WHO: SARS in China bijna onder controle
De Wereldgezondheidsorganisatie (WHO) is de SARS-epidemie in China bijna helemaal meester. De komende zes tot twaalf maanden zullen er echter waarschijnlijk nog wel nieuwe gevallen van de longaandoening in het land blijven opduiken.
Dat heeft de Nederlander Henk Bekedam, vertegenwoordiger van de WHO in China, dinsdag gezegd op een persconferentie in de Zwitserse stad Genève, waar de organisatie haar hoofdvestiging heeft.
Bekedam vindt het bemoedigend dat het aantal nieuwe SARS-gevallen in China snel afneemt. „Eerst hadden we ongeveer honderd gevallen per dag, daarna veertig tot vijftig en inmiddels zitten we op rond de twintig gevallen per dag.”
China lijdt het zwaarst onder de SARS-epidemie.
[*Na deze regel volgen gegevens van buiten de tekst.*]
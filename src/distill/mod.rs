//! Knowledge Distillation
//!
//! Scores teacher snapshots by how well a student distills from them.
//!
//! ## Features
//!
//! - **Probability tables**: validated examples × classes distributions
//! - **KL divergence and cross-entropy**: soft and hard targets combined by α
//! - **Student training**: pluggable update policy behind the losses
//! - **Teacher selection**: staged snapshots, fixed evaluation subset, argmin
//!
//! ## Example
//!
//! ```
//! use distill_select::distill::{kl_divergence, ProbabilityTable};
//! use ndarray::array;
//!
//! let teacher = ProbabilityTable::new(array![[0.7, 0.2, 0.1]]).unwrap();
//! let student = ProbabilityTable::new(array![[0.4, 0.4, 0.2]]).unwrap();
//! assert!(kl_divergence(&teacher, &student).unwrap() > 0.0);
//! ```

mod loss;
mod model;
mod observer;
mod prob;
mod selector;
mod student;

pub use loss::{cross_entropy, kl_divergence, DistillationLoss, LossBreakdown};
pub use model::{labels, Blend, Classifier, Sample, TeacherTrainer};
pub use observer::{
    LogObserver, ObserverSet, RecordingObserver, SelectionObserver, SnapshotEvent, StudentEvent,
};
pub use prob::{softmax_2d, ProbabilityTable, ROW_SUM_TOLERANCE};
pub use selector::{
    evaluation_subset, pick_best, stage_count, Candidate, CandidateScore, DegeneratePolicy,
    Selection, TeacherSelector, EVAL_SUBSET_DIVISOR, SCORING_TEMPERATURE,
};
pub use student::{BlendPolicy, Distiller, StudentOutcome, StudentUpdatePolicy};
Tot nu toe zijn in China, inclusief Hongkong, bijna 7000 SARS-gevallen geconstateerd en zijn 530 mensen aan de gevolgen van de longaandoening overleden.
Bekedam constateert dat China het slagveld is waar de strijd tegen SARS moet worden gestreden. Hij stelt dat bestrijden van de ziekte moeilijk is, omdat de autoriteiten de laatste tien tot twintig jaar steeds minder in de gezondheidszorg zijn gaan investeren.
„Voor 60 tot 70 procent van de mensen is de gezondheidszorg te duur”, aldus Bekedam. „Het is daarom goed dat China heeft besloten op de lange termijn fors meer geld in de gezondheidszorg te steken.”
Ook noemt hij het opbeurend dat de Chinese autoriteiten de WHO nu volledig inlichten over nieuwe SARS-gevallen. Vier weken geleden stelden WHO-functionarissen nog dat China slechts „het minimum aan gegevens over de epidemie verstrekte.”
Toch is er volgens Bekeman nog volop reden tot zorg. Hij wijst erop dat in Peking bij ongeveer 50 procent van de SARS-gevallen niet kan worden achterhaald waar die vandaan komen. Bekeman stelt dat dit onder meer te maken kan hebben met de terughoudendheid van sommige SARS-patiënten. Niet alle mensen staan te springen om bekend te maken dat ze met het SARS-virus zijn besmet.
Verder maakt hij zich zorgen over de dunbevolkte gebieden in China. Het Chinese platteland heeft tot nu tot in vergelijking met Peking en andere grote steden nog niet zwaar te lijden gehad van de SARS-epidemie.
De medische voorzieningen op het Chinese platteland zijn echter gebrekkig. De WHO pleit daarom voor een betere gezondheidszorg daar. Die moet bovendien toegankelijk zijn voor alle bewoners. Ook wijst de organisatie op de noodzaak van snel reageren. „Je hebt maar enkele SARS-gevallen nodig om een explosie te krijgen. Daarom is het zo belangrijk de ziekte in een zo vroeg mogelijk stadium te signaleren en patiënten zo snel mogelijk te behandelen.”
Minder optimistisch dan Bekeman was de Amerikaanse minister van Volksgezondheid, Tommy Thompson, dinsdag. Tijdens een bezoek aan Brussel zei hij: „SARS slaat in Europa en de VS toe als in het najaar de volgende griepgolf uitbreekt. De ziekte gaat niet weg. Het neemt nu misschien een beetje af, maar in het najaar komt het terug. Volgens mij kun je ervan uit gaan dat er dan op alle vijf continenten doden vallen. Het virus kent geen grenzen.”